The selection of sources in Experiencing History is a tiny sample designed to serve diverse educational goals, while providing a glimpse into the vastness of the source base.
Several important clarifications are in order. Posed today, a question whether a document is “Jewish” or not in many ways rings odd and borders on the irrelevant. However, from 1933 until the end of the war, Nazi policies, as well as those of the collaborationist states, territories and movements, defined people as “Jews” regardless of their religious practices or preferred identities, and then targeted them for annihilation. Because of this, the category of “Jew” encompassed many different people—religious Jews and secular Jews, Jews in name only and those who did not want to identify themselves as such, converts, Zionists and anti-Zionists, communists and others who abhorred national identification—and so our criterion for a “Jewish” source is the broadest one possible. If a person was targeted as a “Jew” during this period, their writing, art or other work is considered “Jewish” for the purpose of this educational tool, even if it was explicitly addressing this very issue, and the author was defining themselves as non-Jewish. Furthermore, because the Nazis were aimed at creating a world “free” of Jews, all Jews were affected, even those who lived in lands not conquered by Hitler. In addition to documents from Eastern Europe, the heartland of the Holocaust, and its margins, Experiencing History features documents from places not directly affected by the Holocaust—locations as diverse as New York, Benghazi, Havana, and Moscow, where various Jews addressed the events unfolding in Europe.

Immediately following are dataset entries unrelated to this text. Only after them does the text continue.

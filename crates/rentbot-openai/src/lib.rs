//! OpenAI adapter (chat completions).
//!
//! Implements the core `CompletionClient` port over the `chat/completions`
//! endpoint of any OpenAI-compatible base URL.

use std::time::Duration;

use async_trait::async_trait;
use serde::Serialize;

use rentbot_core::{
    config::Config,
    errors::Error,
    model::{client::CompletionClient, types::CompletionRequest},
    Result,
};

#[derive(Clone, Debug)]
pub struct OpenAiOptions {
    pub base_url: String,
    pub timeout: Duration,
    /// Explicit proxy URL. Without one reqwest still honors `HTTPS_PROXY`.
    pub proxy: Option<String>,
    /// `NO_PROXY` host list applied to the explicit proxy.
    pub no_proxy: Option<String>,
}

impl OpenAiOptions {
    pub fn from_config(cfg: &Config) -> Self {
        Self {
            base_url: cfg.openai_base_url.clone(),
            timeout: cfg.openai_timeout,
            proxy: cfg.outbound_proxy().map(str::to_string),
            no_proxy: cfg.no_proxy.clone(),
        }
    }
}

#[derive(Clone)]
pub struct OpenAiClient {
    api_key: String,
    base_url: String,
    http: reqwest::Client,
}

impl std::fmt::Debug for OpenAiClient {
    fn fmt(&self, f: &mut std::fmt::Formatter<'_>) -> std::fmt::Result {
        f.debug_struct("OpenAiClient")
            .field("base_url", &self.base_url)
            .finish_non_exhaustive()
    }
}

#[derive(Serialize)]
struct ChatMessage<'a> {
    role: &'static str,
    content: &'a str,
}

#[derive(Serialize)]
struct ChatRequest<'a> {
    model: &'a str,
    messages: [ChatMessage<'a>; 2],
}

impl OpenAiClient {
    pub fn new(api_key: impl Into<String>, opts: OpenAiOptions) -> Result<Self> {
        let mut builder = reqwest::Client::builder().timeout(opts.timeout);
        if let Some(p) = &opts.proxy {
            let proxy = reqwest::Proxy::all(p)
                .map_err(|e| Error::Config(format!("invalid proxy for OpenAI client: {e}")))?
                .no_proxy(opts.no_proxy.as_deref().and_then(reqwest::NoProxy::from_string));
            builder = builder.proxy(proxy);
        }
        let http = builder
            .build()
            .map_err(|e| Error::External(format!("openai client build error: {e}")))?;

        Ok(Self {
            api_key: api_key.into(),
            base_url: opts.base_url.trim_end_matches('/').to_string(),
            http,
        })
    }

    /// Build a client from config, or `None` when no API key is configured.
    pub fn from_config(cfg: &Config) -> Result<Option<Self>> {
        match &cfg.openai_api_key {
            Some(key) => Self::new(key.clone(), OpenAiOptions::from_config(cfg)).map(Some),
            None => Ok(None),
        }
    }

    /// Cheap authenticated request used by `rentbot check`.
    pub async fn probe(&self) -> Result<()> {
        let resp = self
            .http
            .get(format!("{}/models", self.base_url))
            .bearer_auth(&self.api_key)
            .send()
            .await
            .map_err(request_error)?;

        if resp.status().is_success() {
            return Ok(());
        }
        Err(status_error(resp, "openai probe failed").await)
    }
}

#[async_trait]
impl CompletionClient for OpenAiClient {
    async fn complete(&self, req: CompletionRequest) -> Result<String> {
        let body = ChatRequest {
            model: req.model.api_name(),
            messages: [
                ChatMessage {
                    role: "system",
                    content: &req.system_prompt,
                },
                ChatMessage {
                    role: "user",
                    content: &req.prompt,
                },
            ],
        };

        let resp = self
            .http
            .post(format!("{}/chat/completions", self.base_url))
            .bearer_auth(&self.api_key)
            .json(&body)
            .send()
            .await
            .map_err(request_error)?;

        if !resp.status().is_success() {
            return Err(status_error(resp, "openai completion failed").await);
        }

        let raw = resp.text().await.map_err(request_error)?;
        let v: serde_json::Value = serde_json::from_str(&raw)?;

        let text = extract_content(&v)?;
        tracing::debug!(model = req.model.api_name(), chars = text.len(), "completion done");
        Ok(text)
    }
}

fn request_error(e: reqwest::Error) -> Error {
    if e.is_timeout() {
        return Error::Network("openai request timed out".to_string());
    }
    if e.is_connect() {
        return Error::Network(format!(
            "cannot reach OpenAI (check network or HTTPS_PROXY): {e}"
        ));
    }
    Error::External(format!("openai request error: {e}"))
}

async fn status_error(resp: reqwest::Response, what: &str) -> Error {
    let status = resp.status();
    let body = resp.text().await.unwrap_or_default();
    if status == reqwest::StatusCode::UNAUTHORIZED {
        return Error::Unauthorized("OpenAI rejected the API key (HTTP 401)".to_string());
    }
    Error::External(format!("{what}: {status} {}", error_detail(&body)))
}

/// First 200 chars of `error.message` from an OpenAI error body, or of the body itself.
fn error_detail(body: &str) -> String {
    let parsed = serde_json::from_str::<serde_json::Value>(body).ok();
    let message = parsed
        .as_ref()
        .and_then(|v| v.pointer("/error/message"))
        .and_then(|m| m.as_str())
        .unwrap_or(body);
    message.chars().take(200).collect()
}

fn extract_content(v: &serde_json::Value) -> Result<String> {
    let text = v
        .pointer("/choices/0/message/content")
        .and_then(|c| c.as_str())
        .unwrap_or("")
        .trim()
        .to_string();

    if text.is_empty() {
        let reason = v
            .pointer("/choices/0/finish_reason")
            .and_then(|r| r.as_str())
            .unwrap_or("no choices");
        return Err(Error::External(format!(
            "openai returned an empty completion ({reason})"
        )));
    }
    Ok(text)
}
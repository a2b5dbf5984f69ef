use async_trait::async_trait;

use crate::{
    domain::{ChatId, MessageRef},
    messaging::types::{ChatAction, MessagingCapabilities},
    Result,
};

/// Outbound messaging port.
///
/// All text is Telegram-style HTML; callers escape user-controlled content.
#[async_trait]
pub trait MessagingPort: Send + Sync {
    fn capabilities(&self) -> MessagingCapabilities;

    async fn send_html(&self, chat_id: ChatId, html: &str) -> Result<MessageRef>;

    /// Send into the same chat as `to`, quoting it.
    async fn reply_html(&self, to: MessageRef, html: &str) -> Result<MessageRef>;

    async fn send_chat_action(&self, chat_id: ChatId, action: ChatAction) -> Result<()>;
}
use std::{fmt, str::FromStr};

/// Completion models the owner may switch between with `/model`.
#[derive(Clone, Copy, Debug, Default, PartialEq, Eq, Hash)]
pub enum ModelChoice {
    #[default]
    Gpt5Mini,
    Gpt5,
    Gpt5Pro,
}

impl ModelChoice {
    pub const ALL: [ModelChoice; 3] = [ModelChoice::Gpt5Mini, ModelChoice::Gpt5, ModelChoice::Gpt5Pro];

    pub fn api_name(self) -> &'static str {
        match self {
            ModelChoice::Gpt5Mini => "gpt-5-mini",
            ModelChoice::Gpt5 => "gpt-5",
            ModelChoice::Gpt5Pro => "gpt-5-pro",
        }
    }

    /// `gpt-5-mini, gpt-5, gpt-5-pro`
    pub fn allowed_list() -> String {
        Self::ALL
            .iter()
            .map(|m| m.api_name())
            .collect::<Vec<_>>()
            .join(", ")
    }
}

impl fmt::Display for ModelChoice {
    fn fmt(&self, f: &mut fmt::Formatter<'_>) -> fmt::Result {
        f.write_str(self.api_name())
    }
}

impl FromStr for ModelChoice {
    type Err = String;

    fn from_str(s: &str) -> Result<Self, Self::Err> {
        Self::ALL
            .into_iter()
            .find(|m| m.api_name() == s)
            .ok_or_else(|| format!("unknown model {s:?}; allowed: {}", Self::allowed_list()))
    }
}

/// Normalized request for a single completion.
#[derive(Clone, Debug)]
pub struct CompletionRequest {
    pub model: ModelChoice,
    pub system_prompt: String,
    pub prompt: String,
}
//! Completion models, prompts, and the completion port.

pub mod client;
pub mod prompts;
pub mod types;
/// Telegram user id (numeric).
#[derive(Clone, Copy, Debug, PartialEq, Eq, Hash)]
pub struct UserId(pub i64);

/// Telegram chat id (numeric).
#[derive(Clone, Copy, Debug, PartialEq, Eq, Hash)]
pub struct ChatId(pub i64);

/// Telegram message id (numeric).
#[derive(Clone, Copy, Debug, PartialEq, Eq, Hash)]
pub struct MessageId(pub i32);

/// A stable reference to a Telegram message.
#[derive(Clone, Copy, Debug, PartialEq, Eq, Hash)]
pub struct MessageRef {
    pub chat_id: ChatId,
    pub message_id: MessageId,
}

#[derive(Clone, Copy, Debug, PartialEq, Eq)]
pub enum ChatKind {
    Private,
    Group,
    Supergroup,
    Channel,
}

impl ChatKind {
    pub fn is_group(self) -> bool {
        matches!(self, ChatKind::Group | ChatKind::Supergroup)
    }
}

impl From<UserId> for ChatId {
    /// A private chat with a user shares the user's id.
    fn from(u: UserId) -> Self {
        ChatId(u.0)
    }
}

We have selected the materials featured here carefully, with an eye to their educational value, as well as their contribution to the impossible yet imperative goal of achieving a balance between the incredible diversity of cultural, linguistic, geographical, political and other Jewish contexts and the need to represent “typical” Jewish experiences of the Holocaust. By no means could we ever include here all Jewish materials for the study of the Holocaust. The selection of sources in Experiencing History is a tiny sample designed to serve diverse educational goals, while providing a glimpse into the vastness of the source base, and pointing those whose interest is aroused to spaces, physical and digital, in which many other similar sources reside.

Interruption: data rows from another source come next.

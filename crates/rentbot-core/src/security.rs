use std::{
    collections::HashMap,
    time::{Duration, Instant},
};

use crate::domain::UserId;

// ============== Owner checks ==============

pub fn is_owner(user_id: UserId, owner_id: UserId) -> bool {
    user_id == owner_id
}

// ============== Rate Limiter (Token Bucket) ==============

#[derive(Clone, Debug)]
struct Bucket {
    tokens: f64,
    last_update: Instant,
}

/// Bucket count that triggers a sweep of idle users.
const SWEEP_AT: usize = 1024;

/// Per-user token bucket guarding completion calls (they cost money).
///
/// A bucket idle for a whole window is full again and indistinguishable from a
/// fresh one, so such buckets are dropped once the map grows past [`SWEEP_AT`].
#[derive(Clone, Debug)]
pub struct RateLimiter {
    enabled: bool,
    max_tokens: f64,
    refill_per_sec: f64,
    window: Duration,
    buckets: HashMap<UserId, Bucket>,
    next_sweep_at: usize,
}

impl RateLimiter {
    pub fn new(enabled: bool, max_tokens: u32, window: Duration) -> Self {
        let max_tokens_f = max_tokens as f64;
        let window_secs = window.as_secs_f64().max(1e-9);

        Self {
            enabled,
            max_tokens: max_tokens_f,
            refill_per_sec: max_tokens_f / window_secs,
            window,
            buckets: HashMap::new(),
            next_sweep_at: SWEEP_AT,
        }
    }

    pub fn check(&mut self, user_id: UserId) -> (bool, Option<Duration>) {
        self.check_at(user_id, Instant::now())
    }

    pub fn check_at(&mut self, user_id: UserId, now: Instant) -> (bool, Option<Duration>) {
        if !self.enabled {
            return (true, None);
        }

        if self.buckets.len() >= self.next_sweep_at {
            self.sweep(now);
        }

        let bucket = self.buckets.entry(user_id).or_insert_with(|| Bucket {
            tokens: self.max_tokens,
            last_update: now,
        });

        let elapsed = now.saturating_duration_since(bucket.last_update).as_secs_f64();
        bucket.tokens = (bucket.tokens + elapsed * self.refill_per_sec).min(self.max_tokens);
        bucket.last_update = now;

        if bucket.tokens >= 1.0 {
            bucket.tokens -= 1.0;
            return (true, None);
        }

        let secs = (1.0 - bucket.tokens) / self.refill_per_sec;
        let wait = Duration::try_from_secs_f64(secs.max(0.0)).unwrap_or(Duration::MAX);
        (false, Some(wait))
    }

    fn sweep(&mut self, now: Instant) {
        let window = self.window;
        self.buckets
            .retain(|_, b| now.saturating_duration_since(b.last_update) < window);
        self.next_sweep_at = (self.buckets.len() * 2).max(SWEEP_AT);
    }
}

Introductions to each document are designed to provide its historical context and some information about the fate of its author, as well as to occasionally raise some questions about the document’s production or history. These relatively short texts are annotated so as to point students to further readings, as well as to other trusted websites—both those hosted by the United States Holocaust Memorial Museum and others—that further explain concepts, historical developments, and ideas relevant for the understanding of the context in which each document was created. We have sought to minimize explanation and interpretation, while still hoping to provide enough context for an intelligent and cogent classroom discussion. Since teachers and students will come to the documents with a variety of educational goals, analytical perspectives and disciplinary concerns, we have stayed away from closing off possible avenues of discussion and interpretation by raising unidisciplinary questions or providing unidisciplinary explanations or lesson plans.